Tension-type headache and alexithymia: how are they related?

Certain evidences are available from the early 1990s points to the presence of alexithymic traits in adult patients suffering from primary headache.

Wise et al. [54] administered the Illness Behavior Questionnaire (IBQ) and the TAS to 100 patients with primary headache, finding higher values among the primary headache patients than in a control group. On the other hand, no significant differences in levels of alexithymia, depression, or anxiety emerged between tension-type headache patients and migraine sufferers.

In a case–control study conducted repeatedly in adult headache patients to investigate the association between alexithymia and assertiveness (i.e. the capacity to express personal sentiments and opinions explicitly and appropriately), Yuecel et al. [55] administered various psychometric tests and the TAS. Compared to controls, the primary headache patients (especially those with chronic TTH) scored significantly higher for depression (Beck Depression Inventory, BDI), frequency of negative automatic thoughts connected with depression (Automatic Thoughts Scale, ATS), and alexithymia (Toronto Alexithymia Scale, TAS), and lower for assertiveness (Rathus Assertiveness Schedule, RAS). Another study involving adults with migraine showed that alexithymia is frequent in migraine patients and it is associated with anxiety [56].

Alexithymia might therefore be an important psychological dimension in primary headache patients.

As for developmental age, there are too few studies correlating alexithymia with primary headache. In their work to review the construct, when they were studying alexithymia of developmental age, Taylor and Bagby [46] identified one of the most interesting prospects for future developments of the paradigm, which is analyzed in the present paper.

Aims

By means of a case–control study, we investigated pediatric patients TTH for any signs of alexithymic traits.

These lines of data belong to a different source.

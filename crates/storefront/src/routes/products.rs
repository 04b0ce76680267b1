//! Product catalog route handler.

use askama::Template;
use askama_web::WebTemplate;
use axum::extract::State;
use tracing::instrument;

use crate::db::products::CatalogRepository;
use crate::error::AppError;
use crate::filters;
use crate::models::CatalogProduct;
use crate::state::AppState;

/// Catalog listing template.
#[derive(Template, WebTemplate)]
#[template(path = "products/index.html")]
pub struct ProductsTemplate {
    pub products: Vec<CatalogProduct>,
}

/// Display the full product catalog.
///
/// Re-reads the whole collection on every request; a fetch failure surfaces
/// as HTTP 500 through the unified error type.
#[instrument(skip(state))]
pub async fn index(State(state): State<AppState>) -> Result<ProductsTemplate, AppError> {
    let products = CatalogRepository::new(state.pool()).list().await?;

    Ok(ProductsTemplate { products })
}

Assuming that the construct might depend on the relationship with the primary caregiver, the alexithymic dimension (significant in terms of affective competence) was also investigated in the patients’ mothers, comparing the scores obtained by mothers in the tests measuring the alexithymic construct with those of their children.

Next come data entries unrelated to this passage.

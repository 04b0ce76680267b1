//! Object storage for uploaded product images.
//!
//! Objects live on the filesystem under the configured media root and are
//! served publicly at `/media/{key}` by both binaries. Keys are namespaced
//! by upload timestamp and original filename; two uploads of the same
//! filename within the same millisecond would collide, matching the upstream
//! key scheme. Nothing ever deletes an object: records that stop referencing
//! a URL simply orphan it.

use std::path::{Path, PathBuf};

use chrono::Utc;
use thiserror::Error;
use tokio::fs;

/// Errors from media store operations.
#[derive(Debug, Error)]
pub enum MediaStoreError {
    /// Filesystem write failed.
    #[error("failed to store object {key}: {source}")]
    Io {
        key: String,
        #[source]
        source: std::io::Error,
    },
}

/// Handle to a stored object, returned by [`MediaStore::put`].
#[derive(Debug, Clone, PartialEq, Eq)]
pub struct StoredObject {
    key: String,
}

impl StoredObject {
    /// The object's key relative to the media root.
    #[must_use]
    pub fn key(&self) -> &str {
        &self.key
    }
}

/// Filesystem-backed object store with public download URLs.
#[derive(Debug, Clone)]
pub struct MediaStore {
    root: PathBuf,
    base_url: String,
}

impl MediaStore {
    /// Create a store rooted at `root`, resolving URLs against `base_url`.
    pub fn new(root: impl Into<PathBuf>, base_url: impl Into<String>) -> Self {
        let base_url = base_url.into().trim_end_matches('/').to_owned();
        Self {
            root: root.into(),
            base_url,
        }
    }

    /// Build an upload key for a product image: `products/{millis}_{filename}`.
    #[must_use]
    pub fn object_key(filename: &str) -> String {
        format!(
            "products/{}_{}",
            Utc::now().timestamp_millis(),
            sanitize_filename(filename)
        )
    }

    /// Write an object under `key`, creating parent directories as needed.
    ///
    /// # Errors
    ///
    /// Returns `MediaStoreError::Io` if the directory or file write fails.
    pub async fn put(&self, key: &str, bytes: &[u8]) -> Result<StoredObject, MediaStoreError> {
        let path = self.root.join(key);
        if let Some(parent) = path.parent() {
            fs::create_dir_all(parent).await.map_err(|source| {
                MediaStoreError::Io {
                    key: key.to_owned(),
                    source,
                }
            })?;
        }
        fs::write(&path, bytes)
            .await
            .map_err(|source| MediaStoreError::Io {
                key: key.to_owned(),
                source,
            })?;

        tracing::debug!(key, bytes = bytes.len(), "stored media object");

        Ok(StoredObject {
            key: key.to_owned(),
        })
    }

    /// Resolve the public download URL for a stored object.
    #[must_use]
    pub fn download_url(&self, object: &StoredObject) -> String {
        format!("{}/media/{}", self.base_url, object.key)
    }

    /// The directory objects are stored under.
    #[must_use]
    pub fn root(&self) -> &Path {
        &self.root
    }
}

/// Replace anything outside `[A-Za-z0-9._-]` so a browser-supplied filename
/// cannot escape the media root.
fn sanitize_filename(name: &str) -> String {
    let cleaned: String = name
        .chars()
        .map(|c| {
            if c.is_ascii_alphanumeric() || matches!(c, '.' | '_' | '-') {
                c
            } else {
                '_'
            }
        })
        .collect();

    if cleaned.trim_matches(['.', '_', '-']).is_empty() {
        "upload".to_owned()
    } else {
        cleaned
    }
}

#[cfg(test)]
mod tests {
    use super::*;

    fn temp_root(label: &str) -> PathBuf {
        std::env::temp_dir().join(format!(
            "basha-media-{label}-{}-{}",
            std::process::id(),
            Utc::now().timestamp_nanos_opt().unwrap_or_default()
        ))
    }

    #[test]
    fn test_sanitize_keeps_safe_characters() {
        assert_eq!(sanitize_filename("kettle-1.5L_front.jpg"), "kettle-1.5L_front.jpg");
    }

    #[test]
    fn test_sanitize_replaces_separators() {
        assert_eq!(sanitize_filename("../../etc/passwd"), ".._.._etc_passwd");
        assert_eq!(sanitize_filename("mixer grinder.png"), "mixer_grinder.png");
    }

    #[test]
    fn test_sanitize_empty_falls_back() {
        assert_eq!(sanitize_filename(""), "upload");
        assert_eq!(sanitize_filename("..."), "upload");
    }

    #[test]
    fn test_object_key_shape() {
        let key = MediaStore::object_key("fridge.jpg");
        let rest = key.strip_prefix("products/").expect("products/ namespace");
        let (millis, name) = rest.split_once('_').expect("timestamp separator");
        assert!(millis.chars().all(|c| c.is_ascii_digit()));
        assert_eq!(name, "fridge.jpg");
    }

    #[test]
    fn test_download_url_trims_trailing_slash() {
        let store = MediaStore::new("media", "http://localhost:3000/");
        let object = StoredObject {
            key: "products/1_a.jpg".to_owned(),
        };
        assert_eq!(
            store.download_url(&object),
            "http://localhost:3000/media/products/1_a.jpg"
        );
    }

    #[tokio::test]
    async fn test_put_writes_object_under_root() {
        let root = temp_root("put");
        let store = MediaStore::new(&root, "http://localhost:3000");

        let object = store
            .put("products/1_kettle.jpg", b"jpeg bytes")
            .await
            .expect("put succeeds");

        let on_disk = tokio::fs::read(root.join("products/1_kettle.jpg"))
            .await
            .expect("object exists");
        assert_eq!(on_disk, b"jpeg bytes");
        assert_eq!(
            store.download_url(&object),
            "http://localhost:3000/media/products/1_kettle.jpg"
        );

        let _ = tokio::fs::remove_dir_all(&root).await;
    }
}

We therefore had two objectives:

  • to establish whether a statistically significant difference existed between the alexithymia values in our experimental group (EG) (children and preadolescents with tension-type headache) and those of a control group (CG) (healthy children and preadolescents without primary headache); and

  • to seek any statistically significant correlation between the scores obtained by the children/preadolescents on the Alexithymia Questionnaire for Children and those obtained by their mothers on the TAS-20.

Procedures

Patients and methods

Experimental group (EG)

This study involved 32 subjects with tension-type headache (26 females and 6 males) aged between 8 and 15 years (mean 11.2 ± 2.0; SD = 2.0), attending the Center for the Diagnosis and Treatment of Juvenile Headache at the Pediatrics Department (Salus Pueri), University of Padua, between December 2008 and August 2009.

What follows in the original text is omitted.